Tip: Use full-fat cottage cheese for the creamiest texture; drain if watery to avoid a runny batter.
Step 2: Blend Wet Ingredients (Pancakes)
- In a blender, combine 1 cup cottage cheese, 3 large eggs, 2 tablespoons milk, 1 tablespoon maple syrup, and 1 teaspoon vanilla extract.
- Blend until smooth, about 30-60 seconds, ensuring no cottage cheese curds remain.
Tip: Start with 2 tablespoons milk; add up to 2 more tablespoons for thinner pancakes, if desired.
Step 3: Mix Dry Ingredients (Pancakes)
- In a large mixing bowl, whisk together 1 ¼ cups flour, 2 teaspoons baking powder, 1 ½ teaspoons cinnamon, ½ teaspoon nutmeg, and ½ teaspoon allspice.
Tip: Whisk well to evenly distribute the baking powder and spices for a consistent rise and flavor.
Step 4: Combine Batter (Pancakes)
- Pour the blended wet ingredients into the dry ingredients.

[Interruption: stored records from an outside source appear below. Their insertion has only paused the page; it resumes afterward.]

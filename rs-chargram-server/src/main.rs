use std::path::PathBuf;

use actix_web::middleware::Logger;
use actix_web::{get, web, App, HttpResponse, HttpServer, Responder};
use clap::Parser;

use serde::{Deserialize, Serialize};
use rs_chargram_core::io::{load_or_build, read_corpus};
use rs_chargram_core::{GenerationConfig, Generator, LanguageModel, ModelConfig};

/// Upper bound of `length` for a single request.
const MAX_LENGTH: usize = 10_000;

/// Default `length` when the query does not give one.
const DEFAULT_LENGTH: usize = 100;

/// Number of grams listed by `/v1/model`.
const MODEL_INFO_TOP: usize = 10;

#[derive(Parser)]
#[command(name = "rs-chargram-server")]
#[command(about = "Serve text generated by a character n-gram model")]
struct Args {
	/// Path to the training corpus (plain text)
	#[arg(value_name = "CORPUS")]
	corpus: PathBuf,

	/// Gram width in characters
	#[arg(short, default_value_t = 5)]
	n: usize,

	/// Number of most frequent grams to keep
	#[arg(long, default_value_t = 10_000)]
	top_k: usize,

	/// Counting workers (0 = one per CPU)
	#[arg(long, default_value_t = 0)]
	threads: usize,

	/// Reuse (or write) a `.bin` model next to the corpus
	#[arg(long)]
	cache: bool,

	#[arg(long, default_value = "127.0.0.1")]
	host: String,

	#[arg(long, default_value_t = 5000)]
	port: u16,
}

/// Struct representing query parameters for the `/v1/generate` endpoint
#[derive(Deserialize)]
struct GenerateParams {
	seed: Option<String>,
	length: Option<usize>,
	rng_seed: Option<u64>,
}

/// Body of the `/v1/model` endpoint
#[derive(Serialize, Deserialize, Debug)]
struct ModelInfo {
	n: usize,
	size: usize,
	top: Vec<(String, f64)>,
}

/// HTTP GET endpoint `/v1/generate`
///
/// Extends `seed` (default empty) by `length` characters and returns the
/// whole text as the response body. Each request draws from its own
/// random source; `rng_seed` makes the answer reproducible.
#[get("/v1/generate")]
async fn get_generated(model: web::Data<LanguageModel>, query: web::Query<GenerateParams>) -> impl Responder {
	let config = GenerationConfig {
		length: query.length.unwrap_or(DEFAULT_LENGTH),
		rng_seed: query.rng_seed,
	};
	if config.length > MAX_LENGTH {
		return HttpResponse::BadRequest().body(format!("length must be <= {MAX_LENGTH}"));
	}

	let seed = query.seed.as_deref().unwrap_or_default();
	let mut rng = config.rng();
	let text = Generator::new(&model).generate(seed, config.length, &mut rng);
	HttpResponse::Ok().body(text)
}

/// HTTP GET endpoint `/v1/model`
///
/// Describes the served model: its order, its size and its most frequent grams.
#[get("/v1/model")]
async fn get_model(model: web::Data<LanguageModel>) -> impl Responder {
	HttpResponse::Ok().json(ModelInfo {
		n: model.n(),
		size: model.len(),
		top: model.grams().take(MODEL_INFO_TOP).map(|(gram, p)| (gram.to_owned(), p)).collect(),
	})
}

/// Builds (or loads) the model described by the command line.
fn load_model(args: &Args) -> Result<LanguageModel, rs_chargram_core::ModelError> {
	let config = ModelConfig { n: args.n, top_k: args.top_k, threads: args.threads };
	if args.cache {
		return load_or_build(&args.corpus, &config);
	}
	let corpus = read_corpus(&args.corpus)?;
	config.builder()?.build(&corpus)
}

/// Main entry point for the server.
///
/// Builds the model once, then shares it read-only between all workers.
/// The model is never mutated, so no lock is needed.
#[actix_web::main]
async fn main() -> std::io::Result<()> {
	env_logger::init();
	let args = Args::parse();

	let model = load_model(&args).map_err(std::io::Error::other)?;
	log::info!("serving model: n = {}, {} grams", model.n(), model.len());
	let shared_model = web::Data::new(model);

	HttpServer::new(move || {
		App::new()
			.wrap(Logger::default())
			.app_data(shared_model.clone())
			.service(get_generated)
			.service(get_model)
	})
		.bind((args.host.as_str(), args.port))?
		.run()
		.await
}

- Stir gently until just combined, being careful not to overmix.
- Stir in 2 tablespoons melted and cooled coconut oil until incorporated.
Tip: Mix until no dry flour remains to keep pancakes tender; a few lumps are okay.
Step 5: Cook Pancakes
- Heat a non-stick skillet or griddle over medium heat and lightly grease with oil or butter.
- Scoop about ¼ cup batter per pancake onto the skillet.
- Cook until the edges look dry and bubbles form on the surface, about 2-3 minutes.
- Flip and cook until the top is softened and the pancake is cooked through, about 1-2 minutes.
Tip: Keep the skillet at medium heat to avoid burning; cook in batches for even cooking.
Step 6: Prepare Apple Pie Topping
- In a non-stick skillet, combine 3 cups finely diced peeled apples, 2 tablespoons flour, 1 tablespoon lemon juice, ½ teaspoon cinnamon, ⅓ cup maple syrup, and ½ cup water.
- Stir well and cook over medium-low heat for 7-10 minutes, stirring occasionally, until the mixture is thick, fragrant, and the apples are soft but not mushy.
Tip: Stir frequently to prevent sticking; adjust cooking time for desired apple tenderness.
Step 7: Serve
- Stack cooked pancakes on a plate to keep warm.
- Top each serving with about â…“ cup of the apple pie topping.
- Drizzle with extra maple syrup, if desired, and serve hot with optional toppings like whipped cream or chopped nuts.
Tip: Keep pancakes warm in a low oven (200°F/93°C) while preparing the topping.